The Graham-Cassidy bill would repeal the fines collected for those who don’t comply with the individual mandate, basically voiding the widely unpopular provision that forces all Americans to have health insurance that meets government requirements.  CBO says that next year alone, repealing the tax on the uninsured would induce 6 million people to cancel their individual insurance policies, 2 million to drop their job-based coverage, and 5 million others to abandon Medicaid, even though Medicaid is free of charge in most cases. The CBO’s projections have been widely criticized, and the agency is in the process of reevaluating its estimates.

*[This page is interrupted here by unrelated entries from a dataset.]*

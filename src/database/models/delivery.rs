use chrono::Utc;
use serde::{Deserialize, Serialize};
use sqlx::FromRow;

/// Outcome of one recipient in one broadcast.
#[derive(Debug, Clone, FromRow, Serialize, Deserialize)]
pub struct BroadcastDelivery {
    pub id: i64,
    pub broadcast_id: String,
    pub user_id: i64,
    pub chat_id: i64,
    pub status: String, // 'delivered', 'failed', 'blocked'
    pub error_text: Option<String>,
    pub attempted_at: String,
}

#[derive(Debug, Clone)]
pub struct NewDelivery {
    pub user_id: i64,
    pub chat_id: i64,
    pub status: &'static str,
    pub error_text: Option<String>,
}

impl BroadcastDelivery {
    /// Writes (or overwrites) the outcome rows of a broadcast. Each row is an independent
    /// statement; a crash part way through leaves the earlier rows in place.
    pub async fn record_all(
        pool: &sqlx::SqlitePool,
        broadcast_id: &str,
        deliveries: &[NewDelivery],
    ) -> Result<usize, sqlx::Error> {
        let now = Utc::now().to_rfc3339();
        let mut written = 0;

        for delivery in deliveries {
            sqlx::query(
                r#"
                INSERT INTO broadcast_deliveries (broadcast_id, user_id, chat_id, status, error_text, attempted_at)
                VALUES (?, ?, ?, ?, ?, ?)
                ON CONFLICT(broadcast_id, user_id) DO UPDATE SET
                    status = excluded.status,
                    error_text = excluded.error_text,
                    attempted_at = excluded.attempted_at
                "#,
            )
            .bind(broadcast_id)
            .bind(delivery.user_id)
            .bind(delivery.chat_id)
            .bind(delivery.status)
            .bind(&delivery.error_text)
            .bind(&now)
            .execute(pool)
            .await?;
            written += 1;
        }

        Ok(written)
    }

    pub async fn find_by_broadcast(
        pool: &sqlx::SqlitePool,
        broadcast_id: &str,
    ) -> Result<Vec<Self>, sqlx::Error> {
        sqlx::query_as::<_, BroadcastDelivery>(
            "SELECT id, broadcast_id, user_id, chat_id, status, error_text, attempted_at FROM broadcast_deliveries WHERE broadcast_id = ? ORDER BY id"
        )
        .bind(broadcast_id)
        .fetch_all(pool)
        .await
    }
}
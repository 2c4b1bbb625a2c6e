use anyhow::Result;
use sqlx::sqlite::{SqliteConnectOptions, SqliteJournalMode, SqlitePoolOptions};
use sqlx::SqlitePool;
use std::str::FromStr;
use tracing::info;

const MAX_CONNECTIONS: u32 = 5;

#[derive(Clone)]
pub struct DatabaseManager {
    pub pool: SqlitePool,
}

impl DatabaseManager {
    pub async fn new(database_url: &str) -> Result<Self> {
        info!("Opening database {}", database_url);

        // WAL lets the broadcast log writes interleave with user reads
        let options = SqliteConnectOptions::from_str(database_url)?
            .create_if_missing(true)
            .journal_mode(SqliteJournalMode::Wal)
            .foreign_keys(true);

        let pool = SqlitePoolOptions::new()
            .max_connections(MAX_CONNECTIONS)
            .connect_with(options)
            .await?;

        Ok(Self { pool })
    }

    pub async fn run_migrations(&self) -> Result<()> {
        info!("Running database migrations");
        sqlx::migrate!("./migrations").run(&self.pool).await?;
        Ok(())
    }
}
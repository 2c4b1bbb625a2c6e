use chrono::Utc;
use serde::{Deserialize, Serialize};
use sqlx::FromRow;

#[derive(Debug, Clone, FromRow, Serialize, Deserialize)]
pub struct SequenceStepLog {
    pub id: i64,
    pub user_id: i64,
    pub broadcast_id: String,
    pub step: String,
    pub status: String, // 'delivered', 'failed'
    pub sequence_id: String,
    pub completion_rate: f64,
    pub error_text: Option<String>,
    pub created_at: String,
}

impl SequenceStepLog {
    #[allow(clippy::too_many_arguments)]
    pub async fn create(
        pool: &sqlx::SqlitePool,
        user_id: i64,
        broadcast_id: &str,
        step: &str,
        status: &str,
        sequence_id: &str,
        completion_rate: f64,
        error_text: Option<&str>,
    ) -> Result<(), sqlx::Error> {
        sqlx::query(
            r#"
            INSERT INTO sequence_step_logs (user_id, broadcast_id, step, status, sequence_id, completion_rate, error_text, created_at)
            VALUES (?, ?, ?, ?, ?, ?, ?, ?)
            "#,
        )
        .bind(user_id)
        .bind(broadcast_id)
        .bind(step)
        .bind(status)
        .bind(sequence_id)
        .bind(completion_rate)
        .bind(error_text)
        .bind(Utc::now().to_rfc3339())
        .execute(pool)
        .await?;

        Ok(())
    }

    pub async fn find_by_broadcast(
        pool: &sqlx::SqlitePool,
        broadcast_id: &str,
    ) -> Result<Vec<Self>, sqlx::Error> {
        sqlx::query_as::<_, SequenceStepLog>(
            "SELECT id, user_id, broadcast_id, step, status, sequence_id, completion_rate, error_text, created_at FROM sequence_step_logs WHERE broadcast_id = ? ORDER BY id"
        )
        .bind(broadcast_id)
        .fetch_all(pool)
        .await
    }
}
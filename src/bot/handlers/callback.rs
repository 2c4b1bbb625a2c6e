use teloxide::prelude::*;
use teloxide::types::ParseMode;
use crate::bot::commands::guest::{rsvp_buttons, rsvp_confirmation, RSVP_CALLBACK_PREFIX};
use crate::bot::handlers::{BotState, HandlerResult};
use crate::database::models::{AttendanceStatus, User};
use crate::services::content::{
    render_event_details, render_useful_info, MENU_DETAILS, MENU_RSVP, MENU_USEFUL_INFO,
};
use crate::services::transport::inline_keyboard;
use crate::utils::logging::log_database_error;
use crate::utils::validation::validate_attendance_status;

#[derive(Debug, Clone, Copy, PartialEq, Eq)]
pub enum MenuItem {
    Rsvp,
    Details,
    UsefulInfo,
}

#[derive(Debug, Clone, Copy, PartialEq, Eq)]
pub enum CallbackAction {
    Rsvp(AttendanceStatus),
    Menu(MenuItem),
}

pub fn parse_callback_data(data: &str) -> Result<CallbackAction, String> {
    if let Some(status) = data.strip_prefix(RSVP_CALLBACK_PREFIX) {
        return validate_attendance_status(status)
            .map(CallbackAction::Rsvp)
            .map_err(|e| e.to_string());
    }

    match data {
        MENU_RSVP => Ok(CallbackAction::Menu(MenuItem::Rsvp)),
        MENU_DETAILS => Ok(CallbackAction::Menu(MenuItem::Details)),
        MENU_USEFUL_INFO => Ok(CallbackAction::Menu(MenuItem::UsefulInfo)),
        other => Err(format!("Unknown action '{other}'")),
    }
}

pub async fn callback_handler(
    bot: Bot,
    q: CallbackQuery,
    state: BotState,
) -> HandlerResult {
    let Some(data) = q.data.clone() else {
        bot.answer_callback_query(q.id).text("Invalid callback data format").await?;
        return Ok(());
    };
    let Some(chat_id) = q.message.as_ref().map(|m| m.chat.id) else {
        bot.answer_callback_query(q.id).await?;
        return Ok(());
    };

    tracing::info!(
        "Callback received: '{}' from user {} in chat {}",
        data, q.from.id.0, chat_id.0
    );

    let action = match parse_callback_data(&data) {
        Ok(action) => action,
        Err(e) => {
            tracing::warn!("Rejected callback '{}': {}", data, e);
            bot.answer_callback_query(q.id).text("❌ This button is no longer valid").await?;
            return Ok(());
        }
    };

    if let Err(e) = User::record_interaction(&state.db.pool, chat_id.0).await {
        log_database_error("update", "users", &e.to_string());
    }

    match action {
        CallbackAction::Rsvp(status) => {
            match User::set_attendance(&state.db.pool, chat_id.0, status).await {
                Ok(true) => {
                    bot.answer_callback_query(q.id.clone())
                        .text(format!("Saved: {}", status.label()))
                        .await?;
                    if let Some(message) = &q.message {
                        let text = format!("{}\n\n{}", status.label(), rsvp_confirmation(status));
                        if let Err(e) = bot.edit_message_text(chat_id, message.id, text).await {
                            tracing::warn!("Failed to update RSVP message: {}", e);
                        }
                    }
                }
                Ok(false) => {
                    bot.answer_callback_query(q.id)
                        .text("Please send /start first")
                        .await?;
                }
                Err(e) => {
                    log_database_error("update", "users", &e.to_string());
                    bot.answer_callback_query(q.id)
                        .text("Failed to save your answer")
                        .await?;
                }
            }
        }
        CallbackAction::Menu(MenuItem::Rsvp) => {
            bot.answer_callback_query(q.id).await?;
            bot.send_message(chat_id, "Will you join us?")
                .reply_markup(inline_keyboard(rsvp_buttons()))
                .await?;
        }
        CallbackAction::Menu(MenuItem::Details) => {
            bot.answer_callback_query(q.id).await?;
            match state.content.event_details().await {
                Ok(details) => {
                    bot.send_message(chat_id, render_event_details(&details))
                        .parse_mode(ParseMode::MarkdownV2)
                        .await?;
                }
                Err(e) => {
                    tracing::warn!("Event details unavailable: {}", e);
                    bot.send_message(chat_id, "Event details will be shared soon.").await?;
                }
            }
        }
        CallbackAction::Menu(MenuItem::UsefulInfo) => {
            bot.answer_callback_query(q.id).await?;
            match state.content.useful_info().await {
                Ok(items) => {
                    bot.send_message(chat_id, render_useful_info(&items))
                        .parse_mode(ParseMode::MarkdownV2)
                        .await?;
                }
                Err(e) => {
                    tracing::warn!("Useful info unavailable: {}", e);
                    bot.send_message(chat_id, "More information will be shared soon.").await?;
                }
            }
        }
    }

    Ok(())
}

The bottom line: The majority of those losing coverage, according to the CBO, would voluntarily drop it, not be forced out of coverage.  Instead, the Congress is working on legislation that would give states more power to approve better, more affordable health insurance policies that people would want to purchase, and they would allow states to shape Medicaid to take better care of their most vulnerable citizens.

Congress could return power to states and ultimately to individuals regarding health insurance decisions, while giving states greater incentives to care for the most vulnerable residents.